Work request:
Each entry that follows should be written again verbatim.

Saved entries:
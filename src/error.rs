//! Request-level error types.

use std::error::Error as StdError;
use std::fmt;

/// Error type accepted from business functions.
pub type BoxError = Box<dyn StdError + Send + Sync>;

/// Coarse classification of a client-side failure.
#[derive(Debug, Clone, Copy, PartialEq, Eq, Hash)]
pub enum ErrorKind {
    /// A path-sourced value was missing or malformed.
    InvalidArg,
    /// A query- or body-sourced value was missing or malformed.
    InvalidInput,
}

impl ErrorKind {
    /// Message prefix used on the wire.
    pub fn as_str(&self) -> &'static str {
        match self {
            ErrorKind::InvalidArg => "invalid query argument",
            ErrorKind::InvalidInput => "invalid input",
        }
    }
}

impl fmt::Display for ErrorKind {
    fn fmt(&self, f: &mut fmt::Formatter<'_>) -> fmt::Result {
        f.write_str(self.as_str())
    }
}

/// A binding or decoding failure, answered with `400 Bad Request`.
///
/// The message is the coarse kind followed, on a new line, by the cause:
///
/// ```text
/// invalid input
/// missing required field: sentence
/// ```
///
/// Business functions may return this type themselves to signal a client
/// error; any other error becomes a `500`.
#[derive(Debug, Clone, PartialEq, Eq)]
pub struct Error {
    kind: ErrorKind,
    cause: Option<String>,
}

impl Error {
    /// Create an error of the given kind with a human-readable cause.
    pub fn new(kind: ErrorKind, cause: impl Into<String>) -> Self {
        Self {
            kind,
            cause: Some(cause.into()),
        }
    }

    /// Create an [`ErrorKind::InvalidArg`] error.
    pub fn invalid_arg(cause: impl Into<String>) -> Self {
        Self::new(ErrorKind::InvalidArg, cause)
    }

    /// Create an [`ErrorKind::InvalidInput`] error.
    pub fn invalid_input(cause: impl Into<String>) -> Self {
        Self::new(ErrorKind::InvalidInput, cause)
    }

    pub fn kind(&self) -> ErrorKind {
        self.kind
    }

    pub fn cause(&self) -> Option<&str> {
        self.cause.as_deref()
    }

    /// Whether `err`, or anything in its `source()` chain, is an [`Error`].
    pub fn is_client_error(err: &(dyn StdError + 'static)) -> bool {
        let mut current = Some(err);
        while let Some(e) = current {
            if e.is::<Error>() {
                return true;
            }
            current = e.source();
        }
        false
    }
}

impl From<ErrorKind> for Error {
    fn from(kind: ErrorKind) -> Self {
        Self { kind, cause: None }
    }
}

impl From<serde_json::Error> for Error {
    fn from(err: serde_json::Error) -> Self {
        Error::invalid_input(err.to_string())
    }
}

impl fmt::Display for Error {
    fn fmt(&self, f: &mut fmt::Formatter<'_>) -> fmt::Result {
        match &self.cause {
            Some(cause) => write!(f, "{}\n{}", self.kind, cause),
            None => write!(f, "{}", self.kind),
        }
    }
}

impl StdError for Error {}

Answer space:
filename src/error.rs
//! Request-level error types.

use std::error::Error as StdError;
use std::fmt;

/// Error type accepted from business functions.
pub type BoxError = Box<dyn StdError + Send + Sync>;

/// Coarse classification of a client-side failure.
#[derive(Debug, Clone, Copy, PartialEq, Eq, Hash)]
pub enum ErrorKind {
    /// A path-sourced value was missing or malformed.
    InvalidArg,
    /// A query- or body-sourced value was missing or malformed.
    InvalidInput,
}

impl ErrorKind {
    /// Message prefix used on the wire.
    pub fn as_str(&self) -> &'static str {
        match self {
            ErrorKind::InvalidArg => "invalid query argument",
            ErrorKind::InvalidInput => "invalid input",
        }
    }
}

impl fmt::Display for ErrorKind {
    fn fmt(&self, f: &mut fmt::Formatter<'_>) -> fmt::Result {
        f.write_str(self.as_str())
    }
}

/// A binding or decoding failure, answered with `400 Bad Request`.
///
/// The message is the coarse kind followed, on a new line, by the cause:
///
/// ```text
/// invalid input
/// missing required field: sentence
/// ```
///
/// Business functions may return this type themselves to signal a client
/// error; any other error becomes a `500`.
#[derive(Debug, Clone, PartialEq, Eq)]
pub struct Error {
    kind: ErrorKind,
    cause: Option<String>,
}

impl Error {
    /// Create an error of the given kind with a human-readable cause.
    pub fn new(kind: ErrorKind, cause: impl Into<String>) -> Self {
        Self {
            kind,
            cause: Some(cause.into()),
        }
    }

    /// Create an [`ErrorKind::InvalidArg`] error.
    pub fn invalid_arg(cause: impl Into<String>) -> Self {
        Self::new(ErrorKind::InvalidArg, cause)
    }

    /// Create an [`ErrorKind::InvalidInput`] error.
    pub fn invalid_input(cause: impl Into<String>) -> Self {
        Self::new(ErrorKind::InvalidInput, cause)
    }

    pub fn kind(&self) -> ErrorKind {
        self.kind
    }

    pub fn cause(&self) -> Option<&str> {
        self.cause.as_deref()
    }

    /// Whether `err`, or anything in its `source()` chain, is an [`Error`].
    pub fn is_client_error(err: &(dyn StdError + 'static)) -> bool {
        let mut current = Some(err);
        while let Some(e) = current {
            if e.is::<Error>() {
                return true;
            }
            current = e.source();
        }
        false
    }
}

impl From<ErrorKind> for Error {
    fn from(kind: ErrorKind) -> Self {
        Self { kind, cause: None }
    }
}

impl From<serde_json::Error> for Error {
    fn from(err: serde_json::Error) -> Self {
        Error::invalid_input(err.to_string())
    }
}

impl fmt::Display for Error {
    fn fmt(&self, f: &mut fmt::Formatter<'_>) -> fmt::Result {
        match &self.cause {
            Some(cause) => write!(f, "{}\n{}", self.kind, cause),
            None => write!(f, "{}", self.kind),
        }
    }
}

impl StdError for Error {}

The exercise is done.